Момент начала Февральской революции обозначался листовкой большевиков, призывающей всех присоединиться к рабочим. Правда, она датирована 25 февраля 1917 года, к тому моменту волнения в городе шли уже третий день. В советской культурной политике стихийность в революционных процессах замалчивалась, а роль большевиков, наоборот, всячески укрупнялась. О лидерах Февраля, вошедших в состав Временного правительства, говорилось, что они «использовали революцию в своих целях». Завершалась картина прибытием Ленина. Работа Шуб была новаторской, но, как и многие немые фильмы, осталась только в истории кино и не оказала большого влияния на историческую память.

В 1929 году 12 марта перестало быть нерабочим днем, став просто памятной датой. Эту перемену сразу заметил кинематограф. В фильме «Окраина» (1933) режиссера Бориса Барнета провинциальный шовинист Грешин (Сергей Комаров) после свержения монархии просто менял портрет Николая II на изображение Керенского, а солдаты на фронтах Первой мировой войны по-прежнему продолжали гибнуть. Так свержение самодержавия сводилось к тривиальной смене декораций. В конце 1930-х Февральская революция окончательно ушла в тень октябрьских событий.

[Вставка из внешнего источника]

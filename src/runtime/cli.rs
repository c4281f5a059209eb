// ABOUTME: ContainerEngine implementation that shells out to the docker/podman CLI.
// ABOUTME: Enforces wall-clock timeouts and kills the client and container on expiry.

use super::engine::{
    BuildRequest, ContainerEngine, EngineError, EngineOutput, MANAGED_LABEL, RunRequest,
};
use super::sealed::Sealed;
use super::types::EngineInfo;
use async_trait::async_trait;
use std::ffi::OsString;
use std::path::{Path, PathBuf};
use std::process::Stdio;
use std::time::Duration;
use tokio::process::Command;
use tracing::{debug, info, warn};

const PING_TIMEOUT: Duration = Duration::from_secs(15);
const ADMIN_TIMEOUT: Duration = Duration::from_secs(120);

/// Phrases engines print when the CLI works but the daemon does not answer.
const DAEMON_UNREACHABLE: &[&str] = &[
    "Cannot connect to the Docker daemon",
    "Is the docker daemon running",
    "error during connect",
    "Cannot connect to Podman",
    "unable to connect to Podman socket",
];

/// Engine driven through its command-line client.
#[derive(Debug, Clone)]
pub struct CliEngine {
    info: EngineInfo,
}

impl CliEngine {
    pub fn new(info: EngineInfo) -> Self {
        Self { info }
    }

    pub fn info(&self) -> &EngineInfo {
        &self.info
    }

    fn program(&self) -> &Path {
        &self.info.program
    }

    async fn execute(
        &self,
        args: Vec<OsString>,
        timeout: Duration,
    ) -> Result<EngineOutput, EngineError> {
        debug!(program = %self.program().display(), ?args, "Invoking engine");

        let child = Command::new(self.program())
            .args(&args)
            .stdin(Stdio::null())
            .stdout(Stdio::piped())
            .stderr(Stdio::piped())
            .kill_on_drop(true)
            .spawn()
            .map_err(|e| {
                EngineError::Unavailable(format!(
                    "failed to start {}: {}",
                    self.program().display(),
                    e
                ))
            })?;

        // On expiry the wait future is dropped and kill_on_drop ends the client.
        let output = tokio::time::timeout(timeout, child.wait_with_output())
            .await
            .map_err(|_| EngineError::Timeout(timeout))?
            .map_err(|e| EngineError::Unavailable(format!("failed to wait for engine: {}", e)))?;

        let output = EngineOutput {
            exit_code: output.status.code(),
            stdout: String::from_utf8_lossy(&output.stdout).into_owned(),
            stderr: String::from_utf8_lossy(&output.stderr).into_owned(),
        };

        if !output.success() && daemon_unreachable(&output.stderr) {
            return Err(EngineError::Unavailable(output.stderr.trim().to_string()));
        }

        Ok(output)
    }

    /// Run an administrative command that must succeed.
    async fn checked(
        &self,
        args: &[&str],
        timeout: Duration,
    ) -> Result<EngineOutput, EngineError> {
        let output = self
            .execute(args.iter().map(OsString::from).collect(), timeout)
            .await?;
        if output.success() {
            Ok(output)
        } else {
            Err(EngineError::CommandFailed {
                command: format!("{} {}", self.program().display(), args.join(" ")),
                code: output.exit_code,
                output: output.combined(),
            })
        }
    }

    async fn force_remove_container(&self, name: &str) {
        match self.checked(&["rm", "-f", name], PING_TIMEOUT).await {
            Ok(_) => debug!(container = name, "Removed timed-out container"),
            Err(e) => warn!("Failed to remove container {}: {}", name, e),
        }
    }
}

impl Sealed for CliEngine {}

#[async_trait]
impl ContainerEngine for CliEngine {
    async fn build(&self, request: &BuildRequest<'_>) -> Result<EngineOutput, EngineError> {
        info!(tag = %request.tag, context = %request.context.display(), "Building image");
        self.execute(build_args(request), request.timeout).await
    }

    async fn run(&self, request: &RunRequest<'_>) -> Result<EngineOutput, EngineError> {
        info!(tag = %request.tag, container = request.container_name, "Running container");

        let mut guard = ContainerGuard::new(self.program(), request.container_name);
        let args = run_args(request);
        let result = self.execute(args, request.timeout).await;

        if matches!(result, Err(EngineError::Timeout(_))) {
            self.force_remove_container(request.container_name).await;
        }
        guard.disarm();
        result
    }

    async fn ping(&self) -> Result<String, EngineError> {
        let output = self
            .checked(&["version", "--format", "{{.Server.Version}}"], PING_TIMEOUT)
            .await
            .map_err(|e| match e {
                EngineError::CommandFailed { output, .. } => EngineError::Unavailable(output),
                other => other,
            })?;
        Ok(output.stdout.trim().to_string())
    }

    async fn remove_managed_images(&self) -> Result<usize, EngineError> {
        let filter = format!("label={}", MANAGED_LABEL);
        let listing = self
            .checked(&["images", "-q", "--filter", &filter], ADMIN_TIMEOUT)
            .await?;

        let mut ids: Vec<&str> = listing.stdout.split_whitespace().collect();
        ids.sort_unstable();
        ids.dedup();
        if ids.is_empty() {
            return Ok(0);
        }

        let mut args = vec!["rmi", "-f"];
        args.extend(ids.iter().copied());
        self.checked(&args, ADMIN_TIMEOUT).await?;
        info!(count = ids.len(), "Removed managed images");
        Ok(ids.len())
    }
}

fn build_args(request: &BuildRequest<'_>) -> Vec<OsString> {
    let mut args: Vec<OsString> = vec!["build".into()];
    for (key, value) in request.build_args {
        args.push("--build-arg".into());
        args.push(format!("{key}={value}").into());
    }
    args.push("--label".into());
    args.push(MANAGED_LABEL.into());
    args.push("-t".into());
    args.push(request.tag.to_string().into());
    args.push(request.context.as_os_str().to_owned());
    args
}

fn run_args(request: &RunRequest<'_>) -> Vec<OsString> {
    vec![
        "run".into(),
        "--rm".into(),
        "--name".into(),
        request.container_name.into(),
        request.tag.to_string().into(),
    ]
}

fn daemon_unreachable(stderr: &str) -> bool {
    DAEMON_UNREACHABLE.iter().any(|phrase| stderr.contains(phrase))
}

/// Force-removes a named container if the run future is dropped mid-flight.
///
/// Covers cancellation (Ctrl-C, aborted suite tasks), where only the client
/// process would otherwise be killed and the container left running.
struct ContainerGuard {
    program: PathBuf,
    name: String,
    armed: bool,
}

impl ContainerGuard {
    fn new(program: &Path, name: &str) -> Self {
        Self {
            program: program.to_path_buf(),
            name: name.to_string(),
            armed: true,
        }
    }

    fn disarm(&mut self) {
        self.armed = false;
    }
}

impl Drop for ContainerGuard {
    fn drop(&mut self) {
        if !self.armed {
            return;
        }
        let spawned = std::process::Command::new(&self.program)
            .args(["rm", "-f", self.name.as_str()])
            .stdin(Stdio::null())
            .stdout(Stdio::null())
            .stderr(Stdio::null())
            .spawn();
        if let Err(e) = spawned {
            warn!("Failed to remove container {} on cancel: {}", self.name, e);
        }
    }
}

В годы «оттепели» была сделана попытка актуализировать образ 1917 года, найти новые грани, казалось, заезженной темы. Именно тогда ведущие специалисты по фильмам историко-революционной тематики обратились к истории Февральской революции. В первой половине 1960-х с коротким промежутком на экраны вышли двухсерийная драма «Две жизни» (1961, режиссер Леонид Луков) и документально-художественный фильм «Перед судом истории» (1965, режиссер Фридрих Эрмлер). На этих картинах следует остановиться подробнее.

Режиссер Леонид Луков заметил на обсуждении литературного сценария «Две жизни: от февраля к октябрю» [4], что Февральская революция «еще ни разу не была показана с такой подробностью, как в сценарии Каплера» [5]. Это было подтверждено в заключении сценарно-редакторского отдела Министерства культуры СССР: «значительных кинофильмов, посвященных событиям февральской буржуазно-демократической революции, до сих создано не было» [6]. Одно это превращало сценарий Алексея Каплера (сценариста знаменитой кинодилогии М. Ромма о Ленине) в явление в историческом кинематографе. Но еще более радикальным оказалось художественное решение.


Афиша фильма «Две жизни» (СССР, 1961)

В завязке сюжета во французский порт заходил круизный лайнер «Победа». Трое советских туристов отправлялись отметить годовщину Октябрьской революции в портовый ресторан. Самый старший, генерал-лейтенант в отставке Семен Востриков (Николай Рыбников), по просьбе своих молодых спутников вспоминал свою революционную молодость. А все это внимательно слушал официант, как позже выяснилось, русский эмигрант Сергей Нащекин (Вячеслав Тихонов), с которым Вострикова связала революция и любовь к одной женщине [7].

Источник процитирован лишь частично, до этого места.